No matter how disappointing the Bills’ 38-24 loss to the Chiefs in Sunday’s American Football Conference Championship Game might have been, it’s worth remembering that it was just one game in an otherwise impressive season.

Buffalo’s 15-4 record tied for the best in franchise history with the 1990 and ’91 Super Bowl teams and it played in a league or conference championship game for only the ninth time in its 61 years.

However, that loss at Kansas City’s Arrowhead Stadium – the second-worst defeat of the year only to the 42-16 decision at Tennessee in October – showed some vulnerability that merits concern.

QUARTERBACK Josh Allen’s near-MVP regular season took a bit of tarnish with a pair of give-way-too-much-ground sacks – a 15-yarder that set up 3rd-and-23 in the early going and an 18-yarder that created 4th-and-28 late in the game.

Then, too, offensive coordinator Brian Daboll, whose aggressive play calls helped create Allen’s dramatic improvement, seemed less inclined to attack with field-stretching plays. However, part of that was likely KC’s pressure, which sacked the third-year QB four times and forced him to scramble a dozen times.

Naturally, coach Sean McDermott was second-guessed for taking short field goals – 20 and 27 yards – when the Bills were playing catch-up and had moved deep into the red zone. But, in fairness, that assessment comes from those who benefit from a vision that only became 20-20 after the fact.

What’s certain is Allen, who led the team with 88 rushing yards versus KC, most of them running for his life, got zero help from the ground game, unless you count 32 yards on nine carries from his backs as being productive.

He can improve his decision-making, already having done it with his accuracy, which many predicted couldn’t happen. Where he really needs help is from the front office in finding a running game.

MORE WORRISOME was a defense that stubbornly stuck with zone pass coverage against the Chiefs as tight end Travis Kelce (13 catches, 118 yards, 2 TDs) and wide receiver Tyreek Hill (9 for 172) ran free in the secondary.

Worse, 15 of the Chiefs’ 64 plays went for at least 11 yards, seven of them for 15 or more, including a 50-yard end-around and a 71-yard reception.

After holding opponents under 20 points in five of the previous nine games, Buffalo let Kansas City roll up 439 yards total offense and score three touchdowns in a span of barely 10 minutes of the second quarter that effectively put the game away.

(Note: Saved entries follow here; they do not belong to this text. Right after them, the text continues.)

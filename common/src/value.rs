use std::fmt;

use primitive_types::{H160, U256};
use serde::{Deserialize, Serialize};
use thiserror::Error;

/// On-chain account/contract address (20 bytes, hex-encoded with 0x prefix).
pub type Address = H160;

#[derive(Error, Debug, Clone, PartialEq, Eq)]
pub enum ValueError {
    #[error("Type mismatch: expected {}, got '{}'", expected, got)]
    TypeMismatch { expected: ValueKind, got: String },
}

/// The closed set of kinds a scenario value can have.
/// Coercion from raw tokens is total over this set: a token either
/// converts to the requested kind or fails with a type mismatch,
/// never silently crossing kinds.
#[derive(Debug, Clone, PartialEq, Eq, Serialize, Deserialize)]
#[serde(rename_all = "lowercase")]
pub enum ValueKind {
    String,
    Number,
    Bool,
    Address,
    List(Box<ValueKind>),
}

impl ValueKind {
    pub fn list_of(inner: ValueKind) -> Self {
        ValueKind::List(Box::new(inner))
    }

    fn mismatch(&self, got: impl Into<String>) -> ValueError {
        ValueError::TypeMismatch {
            expected: self.clone(),
            got: got.into(),
        }
    }

    /// Convert a raw token into a typed value of this kind.
    pub fn coerce(&self, token: &str) -> Result<Value, ValueError> {
        Ok(match self {
            ValueKind::String => Value::String(token.to_owned()),
            ValueKind::Bool => {
                let token = token.to_lowercase();
                if ["true", "yes", "y", "1"].contains(&token.as_str()) {
                    Value::Bool(true)
                } else if ["false", "no", "n", "0"].contains(&token.as_str()) {
                    Value::Bool(false)
                } else {
                    return Err(self.mismatch(token));
                }
            }
            ValueKind::Number => {
                Value::Number(parse_number(token).ok_or_else(|| self.mismatch(token))?)
            }
            ValueKind::Address => {
                Value::Address(parse_address(token).ok_or_else(|| self.mismatch(token))?)
            }
            ValueKind::List(inner) => {
                let mut values = Vec::new();
                for part in token.split(',') {
                    values.push(inner.coerce(part.trim())?);
                }
                Value::List(values)
            }
        })
    }
}

impl fmt::Display for ValueKind {
    fn fmt(&self, f: &mut fmt::Formatter) -> fmt::Result {
        match self {
            ValueKind::String => write!(f, "string"),
            ValueKind::Number => write!(f, "number"),
            ValueKind::Bool => write!(f, "bool"),
            ValueKind::Address => write!(f, "address"),
            ValueKind::List(inner) => write!(f, "list<{}>", inner),
        }
    }
}

/// A typed scenario value. Numbers are 256-bit unsigned words so
/// protocol amounts far beyond u64 range stay exact; floating point
/// is never involved.
#[derive(Debug, Clone, PartialEq, Eq)]
pub enum Value {
    String(String),
    Number(U256),
    Bool(bool),
    Address(Address),
    List(Vec<Value>),
}

impl Value {
    pub fn kind(&self) -> ValueKind {
        match self {
            Value::String(_) => ValueKind::String,
            Value::Number(_) => ValueKind::Number,
            Value::Bool(_) => ValueKind::Bool,
            Value::Address(_) => ValueKind::Address,
            Value::List(values) => ValueKind::list_of(
                values.first().map(Value::kind).unwrap_or(ValueKind::String),
            ),
        }
    }

    pub fn to_string_value(self) -> Result<String, ValueError> {
        match self {
            Value::String(s) => Ok(s),
            other => Err(ValueKind::String.mismatch(other.to_string())),
        }
    }

    pub fn to_number(self) -> Result<U256, ValueError> {
        match self {
            Value::Number(n) => Ok(n),
            other => Err(ValueKind::Number.mismatch(other.to_string())),
        }
    }

    pub fn to_bool(self) -> Result<bool, ValueError> {
        match self {
            Value::Bool(b) => Ok(b),
            other => Err(ValueKind::Bool.mismatch(other.to_string())),
        }
    }

    pub fn to_address(self) -> Result<Address, ValueError> {
        match self {
            Value::Address(a) => Ok(a),
            other => Err(ValueKind::Address.mismatch(other.to_string())),
        }
    }

    pub fn to_list(self) -> Result<Vec<Value>, ValueError> {
        match self {
            Value::List(values) => Ok(values),
            other => Err(ValueKind::list_of(ValueKind::String).mismatch(other.to_string())),
        }
    }
}

impl fmt::Display for Value {
    fn fmt(&self, f: &mut fmt::Formatter) -> fmt::Result {
        match self {
            Value::String(s) => write!(f, "{}", s),
            Value::Number(n) => write!(f, "{}", n),
            Value::Bool(b) => write!(f, "{}", b),
            Value::Address(a) => write!(f, "{}", format_address(a)),
            Value::List(values) => {
                let parts: Vec<String> = values.iter().map(|v| v.to_string()).collect();
                write!(f, "[{}]", parts.join(", "))
            }
        }
    }
}

/// Full (non-elided) 0x-prefixed hex form of an address.
pub fn format_address(address: &Address) -> String {
    format!("0x{}", hex::encode(address.as_bytes()))
}

fn parse_number(token: &str) -> Option<U256> {
    if let Some(hex_part) = token.strip_prefix("0x") {
        return U256::from_str_radix(hex_part, 16).ok();
    }

    // Integral scientific notation: "2e26" -> 2 * 10^26
    if let Some((mantissa, exponent)) = token.split_once(['e', 'E']) {
        let base = U256::from_dec_str(mantissa).ok()?;
        let exponent: u32 = exponent.parse().ok()?;
        let mut value = base;
        for _ in 0..exponent {
            value = value.checked_mul(U256::from(10u64))?;
        }
        return Some(value);
    }

    U256::from_dec_str(token).ok()
}

/// Parse a 0x-prefixed 20-byte hex address.
pub fn parse_address(token: &str) -> Option<Address> {
    let hex_part = token.strip_prefix("0x")?;
    if hex_part.len() != 40 {
        return None;
    }
    let bytes = hex::decode(hex_part).ok()?;
    Some(Address::from_slice(&bytes))
}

Clearly the Bills’ defensive line needs to be more stout, though the return of tackle Star Lotuleilei, who opted out of this past season due to Covid-19, should help.

Offensively, Buffalo’s passing game seems set with Allen, Stefon Diggs, Cole Beasley, John Brown and Gabriel Davis, but running back is a major question and the line could stand to be bolstered.

SO WHAT HAPPENS in 2021?

Because of the strong season, the Bills pick third-to-last in the first round of the 2021 draft at No. 30. They currently have six selections: rounds one through three, two fifths and a sixth with a seventh rounder possible from a deal with Carolina.

But, of more immediate concern, is the fact Buffalo has 15 unrestricted free agents. The most important, by far, is outside linebacker Matt Milano followed by two offensive linemen, guard/center Jon Feliciano and tackle Daryl Williams, who had a glittering first season in Buffalo, and even all-purpose wide receiver Isaiah McKenzie.

Meanwhile, defensive end Trent Murphy and tight end Tyler Kroft will likely be waived as they were inactive in a number of games down the stretch. Several others could be the victim of age: tackles Ty Nsekhe (36) and Jordan Devey, cornerback Josh Norman, returner Andre Roberts and special teamer Taiwan Jones (all 33) fit that category.

And what about backup quarterback Matt Barkley (31), little-used guard Brian Winters (30), No. 3 running back T.J. Yeldon and reserve safety Dean Marlowe?

There are a number of critical free-agent decisions the Bills have to make and without an excess of salary-cap space to do it.

FINALLY, THERE’S the 2021 schedule.

Start with the usual home-and-home games against the AFC East: Patriots, Dolphins and Jets.

The rest of Buffalo’s home slate isn’t bad. Other than two playoff teams – Steelers and Colts – it’s rounded out by the Texans, Falcons and Panthers.

However, the non-division road schedule is brutal. Besides visits to both Super Bowl teams – Kansas City and Tampa Bay – there are trips to a pair to 2020 playoff cities – New Orleans and Tennessee – plus a game at Jacksonville.

That’s a daunting task even for a team that made it to the conference championship game.